** Records for processing **
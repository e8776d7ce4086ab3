//! Wire protocol for noughts.
//!
//! This crate defines the "language" that browser clients and the server
//! speak:
//!
//! - **Types** ([`Inbound`], [`ClientMessage`], [`ServerMessage`], [`Board`],
//!   etc.): the message structures that travel on the wire.
//! - **Codec** ([`Codec`] trait, [`JsonCodec`]): how those messages are
//!   converted to/from bytes.
//! - **Errors** ([`ProtocolError`]): what can go wrong during
//!   encoding/decoding.
//!
//! The protocol layer sits between transport (raw frames) and the game
//! orchestrator. It doesn't know about connections or games in progress.
//!
//! ```text
//! Transport (bytes) → Protocol (Inbound / ServerMessage) → Orchestrator
//! ```

mod codec;
mod error;
mod types;

pub use codec::Codec;
#[cfg(feature = "json")]
pub use codec::JsonCodec;
pub use error::ProtocolError;
pub use types::{
    Board, ClientMessage, ErrorKind, GameId, GameKind, GameStatus, Inbound,
    LobbyEntry, PlayerId, Seat, ServerMessage, Symbol, Verdict,
};
//! Fixed-interval scheduler for noughts.
//!
//! The server runs two periodic jobs next to message handling: the
//! matchmaking safety-net sweep and the idle reaper. Each owns a
//! [`TickScheduler`] and loops on it:
//!
//! ```ignore
//! let mut ticks = TickScheduler::new(TickConfig::from_period(config.reaper_interval));
//! loop {
//!     let tick = ticks.wait_for_tick().await;
//!     state.orchestrator.lock().await.reap_idle(Instant::now());
//!     ticks.record_tick_end();
//! }
//! ```
//!
//! A tick that wakes up late never produces a burst: missed periods are
//! counted, logged, and the next tick is a full period after the late one.
//! A scheduler built from a zero period is disabled and its
//! [`wait_for_tick`](TickScheduler::wait_for_tick) never resolves, so a job
//! can be switched off by configuration alone.

use std::time::{Duration, Instant};

use rand::Rng;
use tokio::time::{self, Instant as TokioInstant};
use tracing::{debug, trace, warn};

/// Scheduler settings.
#[derive(Debug, Clone)]
pub struct TickConfig {
    /// Time between ticks. `None` disables the scheduler.
    pub period: Option<Duration>,

    /// Share of the period (0.0 to 1.0) a job may run before a warning
    /// is logged.
    pub budget_warn_threshold: f64,

    /// Upper bound of a random delay added to the first tick.
    pub initial_jitter: Duration,
}

impl Default for TickConfig {
    fn default() -> Self {
        Self {
            period: None,
            budget_warn_threshold: 0.8,
            initial_jitter: Duration::from_millis(50),
        }
    }
}

impl TickConfig {
    /// Shortest period accepted; anything shorter is raised to this.
    pub const MIN_PERIOD: Duration = Duration::from_millis(1);

    pub fn every(period: Duration) -> Self {
        Self {
            period: Some(period),
            ..Self::default()
        }
    }

    pub fn disabled() -> Self {
        Self::default()
    }

    /// Ticks every `period`, or never if `period` is zero.
    pub fn from_period(period: Duration) -> Self {
        if period.is_zero() {
            Self::disabled()
        } else {
            Self::every(period)
        }
    }

    /// Raises a too-short period and clamps the warn threshold.
    pub fn validated(mut self) -> Self {
        match self.period {
            Some(period) if period < Self::MIN_PERIOD => {
                warn!(?period, "tick period below minimum, raising");
                self.period = Some(Self::MIN_PERIOD);
            }
            _ => {}
        }
        self.budget_warn_threshold = self.budget_warn_threshold.clamp(0.0, 1.0);
        self
    }
}

/// One fired tick.
#[derive(Debug, Clone, Copy, PartialEq, Eq)]
pub struct Tick {
    /// 1 for the first tick.
    pub number: u64,

    /// Whole periods that went by without a tick because this one woke up
    /// late.
    pub skipped: u64,
}

/// Drives one periodic job.
#[derive(Debug)]
pub struct TickScheduler {
    config: TickConfig,
    fired: u64,
    due: Option<TokioInstant>,
    job_started: Option<Instant>,
}

impl TickScheduler {
    pub fn new(config: TickConfig) -> Self {
        let config = config.validated();
        let due = config
            .period
            .map(|period| TokioInstant::now() + period + jitter(config.initial_jitter));

        match config.period {
            Some(period) => debug!(?period, "tick scheduler started"),
            None => debug!("tick scheduler disabled"),
        }

        Self {
            config,
            fired: 0,
            due,
            job_started: None,
        }
    }

    /// Shorthand for `new(TickConfig::every(period))`.
    pub fn every(period: Duration) -> Self {
        Self::new(TickConfig::every(period))
    }

    /// Sleeps until the next tick is due. Never returns when disabled.
    pub async fn wait_for_tick(&mut self) -> Tick {
        let (Some(due), Some(period)) = (self.due, self.config.period) else {
            return std::future::pending().await;
        };

        time::sleep_until(due).await;

        let now = TokioInstant::now();
        let late_by = now.saturating_duration_since(due);
        let skipped = (late_by.as_nanos() / period.as_nanos()) as u64;
        if skipped > 0 {
            warn!(
                tick = self.fired + 1,
                skipped,
                late_ms = late_by.as_millis() as u64,
                "tick woke up late, skipping ahead"
            );
        }

        self.fired += 1;
        self.due = Some(now + period);
        self.job_started = Some(Instant::now());
        trace!(tick = self.fired, "tick");

        Tick {
            number: self.fired,
            skipped,
        }
    }

    /// Marks the current tick's job as done. Warns if it ate most of the
    /// period. Returns how long the job took, or `None` if no tick was
    /// outstanding.
    pub fn record_tick_end(&mut self) -> Option<Duration> {
        let elapsed = self.job_started.take()?.elapsed();
        if let Some(period) = self.config.period {
            if elapsed.as_secs_f64() >= period.as_secs_f64() * self.config.budget_warn_threshold
            {
                warn!(
                    tick = self.fired,
                    elapsed_ms = elapsed.as_millis() as u64,
                    period_ms = period.as_millis() as u64,
                    "periodic job is close to its period"
                );
            }
        }
        Some(elapsed)
    }

    pub fn is_disabled(&self) -> bool {
        self.config.period.is_none()
    }

    /// Ticks fired so far.
    pub fn tick_count(&self) -> u64 {
        self.fired
    }

    pub fn period(&self) -> Option<Duration> {
        self.config.period
    }
}

fn jitter(max: Duration) -> Duration {
    let max = max.as_micros() as u64;
    if max == 0 {
        return Duration::ZERO;
    }
    Duration::from_micros(rand::rng().random_range(0..max))
}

** What the exercise asks **
Nothing in the data may be left out; copy every line exactly.

** Expected answer **
repository e8776d7ce4086ab3
//! Wire protocol for noughts.
//!
//! This crate defines the "language" that browser clients and the server
//! speak:
//!
//! - **Types** ([`Inbound`], [`ClientMessage`], [`ServerMessage`], [`Board`],
//!   etc.): the message structures that travel on the wire.
//! - **Codec** ([`Codec`] trait, [`JsonCodec`]): how those messages are
//!   converted to/from bytes.
//! - **Errors** ([`ProtocolError`]): what can go wrong during
//!   encoding/decoding.
//!
//! The protocol layer sits between transport (raw frames) and the game
//! orchestrator. It doesn't know about connections or games in progress.
//!
//! ```text
//! Transport (bytes) → Protocol (Inbound / ServerMessage) → Orchestrator
//! ```

mod codec;
mod error;
mod types;

pub use codec::Codec;
#[cfg(feature = "json")]
pub use codec::JsonCodec;
pub use error::ProtocolError;
pub use types::{
    Board, ClientMessage, ErrorKind, GameId, GameKind, GameStatus, Inbound,
    LobbyEntry, PlayerId, Seat, ServerMessage, Symbol, Verdict,
};
//! Fixed-interval scheduler for noughts.
//!
//! The server runs two periodic jobs next to message handling: the
//! matchmaking safety-net sweep and the idle reaper. Each owns a
//! [`TickScheduler`] and loops on it:
//!
//! ```ignore
//! let mut ticks = TickScheduler::new(TickConfig::from_period(config.reaper_interval));
//! loop {
//!     let tick = ticks.wait_for_tick().await;
//!     state.orchestrator.lock().await.reap_idle(Instant::now());
//!     ticks.record_tick_end();
//! }
//! ```
//!
//! A tick that wakes up late never produces a burst: missed periods are
//! counted, logged, and the next tick is a full period after the late one.
//! A scheduler built from a zero period is disabled and its
//! [`wait_for_tick`](TickScheduler::wait_for_tick) never resolves, so a job
//! can be switched off by configuration alone.

use std::time::{Duration, Instant};

use rand::Rng;
use tokio::time::{self, Instant as TokioInstant};
use tracing::{debug, trace, warn};

/// Scheduler settings.
#[derive(Debug, Clone)]
pub struct TickConfig {
    /// Time between ticks. `None` disables the scheduler.
    pub period: Option<Duration>,

    /// Share of the period (0.0 to 1.0) a job may run before a warning
    /// is logged.
    pub budget_warn_threshold: f64,

    /// Upper bound of a random delay added to the first tick.
    pub initial_jitter: Duration,
}

impl Default for TickConfig {
    fn default() -> Self {
        Self {
            period: None,
            budget_warn_threshold: 0.8,
            initial_jitter: Duration::from_millis(50),
        }
    }
}

impl TickConfig {
    /// Shortest period accepted; anything shorter is raised to this.
    pub const MIN_PERIOD: Duration = Duration::from_millis(1);

    pub fn every(period: Duration) -> Self {
        Self {
            period: Some(period),
            ..Self::default()
        }
    }

    pub fn disabled() -> Self {
        Self::default()
    }

    /// Ticks every `period`, or never if `period` is zero.
    pub fn from_period(period: Duration) -> Self {
        if period.is_zero() {
            Self::disabled()
        } else {
            Self::every(period)
        }
    }

    /// Raises a too-short period and clamps the warn threshold.
    pub fn validated(mut self) -> Self {
        match self.period {
            Some(period) if period < Self::MIN_PERIOD => {
                warn!(?period, "tick period below minimum, raising");
                self.period = Some(Self::MIN_PERIOD);
            }
            _ => {}
        }
        self.budget_warn_threshold = self.budget_warn_threshold.clamp(0.0, 1.0);
        self
    }
}

/// One fired tick.
#[derive(Debug, Clone, Copy, PartialEq, Eq)]
pub struct Tick {
    /// 1 for the first tick.
    pub number: u64,

    /// Whole periods that went by without a tick because this one woke up
    /// late.
    pub skipped: u64,
}

/// Drives one periodic job.
#[derive(Debug)]
pub struct TickScheduler {
    config: TickConfig,
    fired: u64,
    due: Option<TokioInstant>,
    job_started: Option<Instant>,
}

impl TickScheduler {
    pub fn new(config: TickConfig) -> Self {
        let config = config.validated();
        let due = config
            .period
            .map(|period| TokioInstant::now() + period + jitter(config.initial_jitter));

        match config.period {
            Some(period) => debug!(?period, "tick scheduler started"),
            None => debug!("tick scheduler disabled"),
        }

        Self {
            config,
            fired: 0,
            due,
            job_started: None,
        }
    }

    /// Shorthand for `new(TickConfig::every(period))`.
    pub fn every(period: Duration) -> Self {
        Self::new(TickConfig::every(period))
    }

    /// Sleeps until the next tick is due. Never returns when disabled.
    pub async fn wait_for_tick(&mut self) -> Tick {
        let (Some(due), Some(period)) = (self.due, self.config.period) else {
            return std::future::pending().await;
        };

        time::sleep_until(due).await;

        let now = TokioInstant::now();
        let late_by = now.saturating_duration_since(due);
        let skipped = (late_by.as_nanos() / period.as_nanos()) as u64;
        if skipped > 0 {
            warn!(
                tick = self.fired + 1,
                skipped,
                late_ms = late_by.as_millis() as u64,
                "tick woke up late, skipping ahead"
            );
        }

        self.fired += 1;
        self.due = Some(now + period);
        self.job_started = Some(Instant::now());
        trace!(tick = self.fired, "tick");

        Tick {
            number: self.fired,
            skipped,
        }
    }

    /// Marks the current tick's job as done. Warns if it ate most of the
    /// period. Returns how long the job took, or `None` if no tick was
    /// outstanding.
    pub fn record_tick_end(&mut self) -> Option<Duration> {
        let elapsed = self.job_started.take()?.elapsed();
        if let Some(period) = self.config.period {
            if elapsed.as_secs_f64() >= period.as_secs_f64() * self.config.budget_warn_threshold
            {
                warn!(
                    tick = self.fired,
                    elapsed_ms = elapsed.as_millis() as u64,
                    period_ms = period.as_millis() as u64,
                    "periodic job is close to its period"
                );
            }
        }
        Some(elapsed)
    }

    pub fn is_disabled(&self) -> bool {
        self.config.period.is_none()
    }

    /// Ticks fired so far.
    pub fn tick_count(&self) -> u64 {
        self.fired
    }

    pub fn period(&self) -> Option<Duration> {
        self.config.period
    }
}

fn jitter(max: Duration) -> Duration {
    let max = max.as_micros() as u64;
    if max == 0 {
        return Duration::ZERO;
    }
    Duration::from_micros(rand::rng().random_range(0..max))
}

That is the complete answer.